## Exercise requirements:
Filter the data for lines with the word "BTreeMap" and copy those lines.

## Data section:
"""
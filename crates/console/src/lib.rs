pub mod app;
pub mod command;
pub mod config;
pub mod debounce;
pub mod error;
pub mod logging;
pub mod screens;
pub mod session;
pub mod view;
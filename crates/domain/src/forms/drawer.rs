//! Modal create/edit form state.

use std::collections::BTreeMap;
use std::fmt;

use super::{EntityForm, FieldInputError, FormErrors, OptionSource, SelectOption};

/// Whether the drawer creates a new record or edits an existing one.
#[derive(Debug, Clone, Copy, PartialEq, Eq)]
pub enum DrawerMode {
    Create,
    Edit(i64),
}

impl DrawerMode {
    pub fn is_create(&self) -> bool {
        matches!(self, DrawerMode::Create)
    }
}

impl fmt::Display for DrawerMode {
    fn fmt(&self, f: &mut fmt::Formatter<'_>) -> fmt::Result {
        match self {
            DrawerMode::Create => write!(f, "create"),
            DrawerMode::Edit(id) => write!(f, "edit #{}", id),
        }
    }
}

/// A validated record ready to be saved.
#[derive(Debug, Clone)]
pub struct Submission<E> {
    pub mode: DrawerMode,
    pub entity: E,
}

#[derive(Debug, Clone)]
struct OpenDrawer<F: EntityForm> {
    mode: DrawerMode,
    form: F,
    initial: F,
    base: Option<F::Entity>,
    errors: FormErrors,
    options: BTreeMap<OptionSource, Vec<SelectOption>>,
}

/// Drawer holding at most one in-progress form.
#[derive(Debug, Clone)]
pub struct Drawer<F: EntityForm> {
    open: Option<OpenDrawer<F>>,
}

impl<F: EntityForm> Default for Drawer<F> {
    fn default() -> Self {
        Self { open: None }
    }
}

impl<F: EntityForm> Drawer<F> {
    pub fn new() -> Self {
        Self::default()
    }

    pub fn is_open(&self) -> bool {
        self.open.is_some()
    }

    pub fn mode(&self) -> Option<DrawerMode> {
        self.open.as_ref().map(|d| d.mode)
    }

    pub fn form(&self) -> Option<&F> {
        self.open.as_ref().map(|d| &d.form)
    }

    pub fn errors(&self) -> Option<&FormErrors> {
        self.open.as_ref().map(|d| &d.errors)
    }

    /// Opens a blank form, discarding anything in progress.
    pub fn open_create(&mut self) {
        self.open = Some(OpenDrawer {
            mode: DrawerMode::Create,
            form: F::default(),
            initial: F::default(),
            base: None,
            errors: FormErrors::new(),
            options: BTreeMap::new(),
        });
    }

    /// Opens a form pre-filled from `entity`, discarding anything in progress.
    pub fn open_edit(&mut self, id: i64, entity: &F::Entity) {
        let form = F::from_entity(entity);
        self.open = Some(OpenDrawer {
            mode: DrawerMode::Edit(id),
            initial: form.clone(),
            form,
            base: Some(entity.clone()),
            errors: FormErrors::new(),
            options: BTreeMap::new(),
        });
    }

    /// Closes the drawer. Unsaved edits are dropped.
    pub fn close(&mut self) {
        self.open = None;
    }

    /// Restores the form to the state it was opened with.
    pub fn reset(&mut self) -> bool {
        match self.open.as_mut() {
            Some(drawer) => {
                drawer.form = drawer.initial.clone();
                drawer.errors = FormErrors::new();
                true
            }
            None => false,
        }
    }

    fn open_mut(&mut self) -> Result<&mut OpenDrawer<F>, FieldInputError> {
        self.open
            .as_mut()
            .ok_or_else(|| FieldInputError::invalid("form", "no form is open"))
    }

    /// Types a value into a field. The field's previous errors are cleared;
    /// the whole form is checked again on save.
    pub fn set_field(&mut self, field: &str, value: &str) -> Result<(), FieldInputError> {
        let drawer = self.open_mut()?;
        drawer.form.set_field(field, value)?;
        drawer.errors.clear_field(field);
        Ok(())
    }

    pub fn add_value(&mut self, field: &str, value: &str) -> Result<(), FieldInputError> {
        let drawer = self.open_mut()?;
        drawer.form.add_value(field, value)?;
        drawer.errors.clear_field(field);
        Ok(())
    }

    pub fn remove_value(&mut self, field: &str, value: &str) -> Result<(), FieldInputError> {
        let drawer = self.open_mut()?;
        drawer.form.remove_value(field, value)?;
        drawer.errors.clear_field(field);
        Ok(())
    }

    pub fn set_options(&mut self, source: OptionSource, options: Vec<SelectOption>) {
        if let Some(drawer) = self.open.as_mut() {
            drawer.options.insert(source, options);
        }
    }

    pub fn options(&self, source: OptionSource) -> &[SelectOption] {
        self.open
            .as_ref()
            .and_then(|d| d.options.get(&source))
            .map(Vec::as_slice)
            .unwrap_or(&[])
    }

    /// Whether the current values would pass validation.
    pub fn can_save(&self) -> bool {
        self.open
            .as_ref()
            .map(|d| d.form.check(d.mode).is_ok())
            .unwrap_or(false)
    }

    /// Validates the form and builds the record to save.
    ///
    /// On failure the errors are kept on the drawer for inline display and
    /// nothing is emitted. The drawer stays open either way; the caller
    /// closes it once the save went through.
    pub fn submit(&mut self) -> Result<Submission<F::Entity>, FormErrors> {
        let Some(drawer) = self.open.as_mut() else {
            let mut errors = FormErrors::new();
            errors.add("form", "No form is open");
            return Err(errors);
        };

        match drawer.form.check(drawer.mode) {
            Ok(()) => {
                drawer.errors = FormErrors::new();
                Ok(Submission {
                    mode: drawer.mode,
                    entity: drawer.form.build(drawer.base.as_ref()),
                })
            }
            Err(errors) => {
                drawer.errors = errors.clone();
                Err(errors)
            }
        }
    }
}
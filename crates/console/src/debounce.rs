//! Debounced search scheduling.
//!
//! Every search restarts the window; only the last query is submitted once
//! the window elapses without another search.

use std::time::Duration;
use tokio::time::Instant;

use crate::command::ScreenKind;

#[derive(Debug, Clone, PartialEq, Eq)]
pub struct PendingSearch {
    pub screen: ScreenKind,
    pub query: String,
}

#[derive(Debug)]
pub struct SearchDebounce {
    delay: Duration,
    pending: Option<(PendingSearch, Instant)>,
}

impl SearchDebounce {
    pub fn new(delay: Duration) -> Self {
        Self {
            delay,
            pending: None,
        }
    }

    /// Schedules `query`, replacing any search still waiting.
    pub fn push(&mut self, screen: ScreenKind, query: impl Into<String>) {
        let search = PendingSearch {
            screen,
            query: query.into(),
        };
        self.pending = Some((search, Instant::now() + self.delay));
    }

    /// When the pending search becomes due.
    pub fn deadline(&self) -> Option<Instant> {
        self.pending.as_ref().map(|(_, at)| *at)
    }

    /// Takes the pending search if its window has elapsed at `now`.
    pub fn take_due(&mut self, now: Instant) -> Option<PendingSearch> {
        match &self.pending {
            Some((_, at)) if *at <= now => self.pending.take().map(|(search, _)| search),
            _ => None,
        }
    }

    pub fn cancel(&mut self) {
        self.pending = None;
    }
}

#[cfg(test)]
mod tests {
    use super::*;

    #[tokio::test(start_paused = true)]
    async fn test_only_last_query_is_due() {
        let mut debounce = SearchDebounce::new(Duration::from_millis(500));
        debounce.push(ScreenKind::Users, "j");
        tokio::time::advance(Duration::from_millis(200)).await;
        debounce.push(ScreenKind::Users, "jo");
        tokio::time::advance(Duration::from_millis(200)).await;
        debounce.push(ScreenKind::Users, "john");

        tokio::time::advance(Duration::from_millis(499)).await;
        assert_eq!(debounce.take_due(Instant::now()), None);

        tokio::time::advance(Duration::from_millis(1)).await;
        assert_eq!(
            debounce.take_due(Instant::now()),
            Some(PendingSearch {
                screen: ScreenKind::Users,
                query: "john".to_string()
            })
        );
        assert_eq!(debounce.deadline(), None);
    }

    #[tokio::test(start_paused = true)]
    async fn test_cancel_drops_pending() {
        let mut debounce = SearchDebounce::new(Duration::from_millis(500));
        debounce.push(ScreenKind::Alarms, "fuel");
        debounce.cancel();
        tokio::time::advance(Duration::from_secs(1)).await;
        assert_eq!(debounce.take_due(Instant::now()), None);
    }
}
use std::rc::Rc;

use tracing::debug;

use crate::core::ChartSeries;
use crate::error::ChartResult;
use crate::options::{ChartOptions, ResolvedSeries};

use super::data_label_resolver::apply_data_labels;
use super::non_axis_resolver::apply_series_shape;
use super::selection_fixup_resolver::apply_selection_fixup;
use super::series_resolver::resolve_series;
use super::stroke_resolver::apply_stroke;

/// Snapshot consumed by one reconciliation.
pub struct ReconcileInput<'a, T> {
    pub base: &'a ChartOptions<T>,
    pub declarations: &'a [Rc<dyn ChartSeries<T>>],
    pub has_selection_callback: bool,
}

/// Fully derived configuration for one render pass.
///
/// `series` always holds one entry per registered declaration, including for
/// non-axis charts whose serialized options omit the axis series.
#[derive(Debug, Clone)]
pub struct Reconciliation<T> {
    pub options: ChartOptions<T>,
    pub series: Vec<ResolvedSeries<T>>,
    pub is_mixed: bool,
}

/// Derives the render configuration from scratch.
///
/// Steps run in a fixed order: series resolution and mixed classification,
/// stroke, data labels, selection fix-up, axis/non-axis shaping. The base
/// options are never modified, so the same input always yields the same
/// output.
pub fn reconcile<T: Clone>(input: ReconcileInput<'_, T>) -> ChartResult<Reconciliation<T>> {
    let resolution = resolve_series(
        input.declarations,
        input.base.chart_type(),
        input.base.horizontal_bars(),
    )?;

    let mut options = input.base.clone();
    options.chart.chart_type = resolution.chart_type;
    let options = apply_stroke(options, &resolution.series);
    let options = apply_data_labels(options, &resolution.series);
    let options = apply_selection_fixup(options, input.has_selection_callback);
    let options = apply_series_shape(options, &resolution.series);

    debug!(
        series_count = resolution.series.len(),
        chart_type = ?options.chart_type(),
        is_mixed = resolution.is_mixed,
        "reconciled chart options"
    );

    Ok(Reconciliation {
        options,
        series: resolution.series,
        is_mixed: resolution.is_mixed,
    })
}
use crate::error::{ChartError, ChartResult};
use crate::surface::{CallbackHandle, HostSurface, SurfaceHandle};

/// Headless host surface used by tests and server-side config generation.
///
/// It checks that every payload is valid JSON and keeps the last one so
/// callers can inspect what would have been sent to the page.
#[derive(Debug, Default)]
pub struct NullSurface {
    pub next_callback: u64,
    pub render_count: usize,
    pub last_config: Option<String>,
    pub destroyed: Vec<String>,
    pub released: Vec<CallbackHandle>,
}

impl HostSurface for NullSurface {
    fn create_callback_handle(&mut self) -> CallbackHandle {
        self.next_callback += 1;
        CallbackHandle::new(self.next_callback)
    }

    fn render_chart(
        &mut self,
        _callback: CallbackHandle,
        _surface: SurfaceHandle,
        config_json: &str,
    ) -> ChartResult<()> {
        serde_json::from_str::<serde_json::Value>(config_json)
            .map_err(|e| ChartError::Serialization(format!("host rejected config: {e}")))?;
        self.render_count += 1;
        self.last_config = Some(config_json.to_owned());
        Ok(())
    }

    fn destroy_chart(&mut self, chart_id: &str) -> ChartResult<()> {
        self.destroyed.push(chart_id.to_owned());
        Ok(())
    }

    fn release_callback_handle(&mut self, callback: CallbackHandle) {
        self.released.push(callback);
    }
}
use tracing::{debug, warn};

use crate::error::ChartResult;
use crate::surface::HostSurface;

use super::render_trigger::DirtyReason;
use super::{ChartComponent, ChartParameters};

/// Lifecycle notifications forwarded by the host UI framework.
#[derive(Debug, Clone, PartialEq)]
pub enum HostEvent {
    AfterRender { first_render: bool },
    ParametersChanged(ChartParameters),
    RerenderRequested,
    Dispose,
}

impl<T: Clone, H: HostSurface> ChartComponent<T, H> {
    /// Routes one host notification. Returns `true` when a render pass ran.
    pub fn handle_event(&mut self, event: HostEvent) -> ChartResult<bool> {
        match event {
            HostEvent::AfterRender { first_render } => self.on_after_render(first_render),
            HostEvent::ParametersChanged(parameters) => {
                self.set_parameters(parameters)?;
                Ok(false)
            }
            HostEvent::RerenderRequested => {
                self.request_rerender();
                Ok(false)
            }
            HostEvent::Dispose => {
                self.dispose();
                Ok(false)
            }
        }
    }

    /// Host finished displaying the component.
    ///
    /// The first display sets the ready latch and obtains the callback
    /// handle; any display then runs a pass if one is pending.
    pub fn on_after_render(&mut self, first_render: bool) -> ChartResult<bool> {
        if self.disposed {
            return Ok(false);
        }
        if first_render && self.trigger.mark_ready() {
            let callback = self.host.create_callback_handle();
            debug!(callback = callback.raw(), "chart surface ready");
            self.callback = Some(callback);
        }
        self.render_if_dirty()
    }

    /// Runs a pass when ready and dirty. Returns `true` when a pass ran.
    pub fn render_if_dirty(&mut self) -> ChartResult<bool> {
        let Some(callback) = self.callback else {
            return Ok(false);
        };
        if !self.trigger.begin_pass() {
            return Ok(false);
        }
        self.run_render_pass(callback)?;
        Ok(true)
    }

    /// Applies new component parameters to the base options.
    pub fn set_parameters(&mut self, parameters: ChartParameters) -> ChartResult<()> {
        parameters.apply_to(&mut self.options)?;
        self.parameters = parameters;
        self.trigger.mark_dirty(DirtyReason::Parameters);
        Ok(())
    }

    pub fn request_rerender(&mut self) {
        self.trigger.mark_dirty(DirtyReason::Explicit);
    }
}

impl<T, H: HostSurface> ChartComponent<T, H> {
    #[must_use]
    pub fn is_disposed(&self) -> bool {
        self.disposed
    }

    /// Tears the chart down on the host.
    ///
    /// Destroys the chart only when it has an id and the surface became
    /// ready, then releases the callback handle. Later calls do nothing. An
    /// in-flight render is not awaited.
    pub fn dispose(&mut self) {
        if self.disposed {
            return;
        }
        self.disposed = true;

        if self.trigger.is_ready() {
            if let Some(chart_id) = self.options.chart.id.as_deref() {
                if let Err(err) = self.host.destroy_chart(chart_id) {
                    warn!(chart_id, error = %err, "host destroy call failed");
                }
            }
        }
        if let Some(callback) = self.callback.take() {
            self.host.release_callback_handle(callback);
        }
        debug!("chart disposed");
    }
}

impl<T, H: HostSurface> Drop for ChartComponent<T, H> {
    fn drop(&mut self) {
        self.dispose();
    }
}
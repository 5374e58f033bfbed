use std::rc::Rc;

use crate::core::ChartSeries;

/// Ordered set of series declarations attached to one chart.
///
/// Membership is by `Rc` identity: two declarations with equal contents are
/// still distinct entries.
pub struct SeriesRegistry<T> {
    entries: Vec<Rc<dyn ChartSeries<T>>>,
}

impl<T> Default for SeriesRegistry<T> {
    fn default() -> Self {
        Self {
            entries: Vec::new(),
        }
    }
}

impl<T> SeriesRegistry<T> {
    #[must_use]
    pub fn new() -> Self {
        Self::default()
    }

    /// Appends `series` unless it is already registered. Returns `true` when added.
    pub fn add(&mut self, series: Rc<dyn ChartSeries<T>>) -> bool {
        if self.contains(&series) {
            return false;
        }
        self.entries.push(series);
        true
    }

    /// Removes the first identity match. Returns `true` when removed.
    pub fn remove(&mut self, series: &Rc<dyn ChartSeries<T>>) -> bool {
        if let Some(position) = self
            .entries
            .iter()
            .position(|entry| Rc::ptr_eq(entry, series))
        {
            self.entries.remove(position);
            return true;
        }
        false
    }

    #[must_use]
    pub fn contains(&self, series: &Rc<dyn ChartSeries<T>>) -> bool {
        self.entries.iter().any(|entry| Rc::ptr_eq(entry, series))
    }

    #[must_use]
    pub fn len(&self) -> usize {
        self.entries.len()
    }

    #[must_use]
    pub fn is_empty(&self) -> bool {
        self.entries.is_empty()
    }

    #[must_use]
    pub fn as_slice(&self) -> &[Rc<dyn ChartSeries<T>>] {
        &self.entries
    }

    pub fn iter(&self) -> impl Iterator<Item = &Rc<dyn ChartSeries<T>>> {
        self.entries.iter()
    }
}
"""
## Expected output:
use std::collections::BTreeMap;
    options: BTreeMap<OptionSource, Vec<SelectOption>>,
            options: BTreeMap::new(),
            options: BTreeMap::new(),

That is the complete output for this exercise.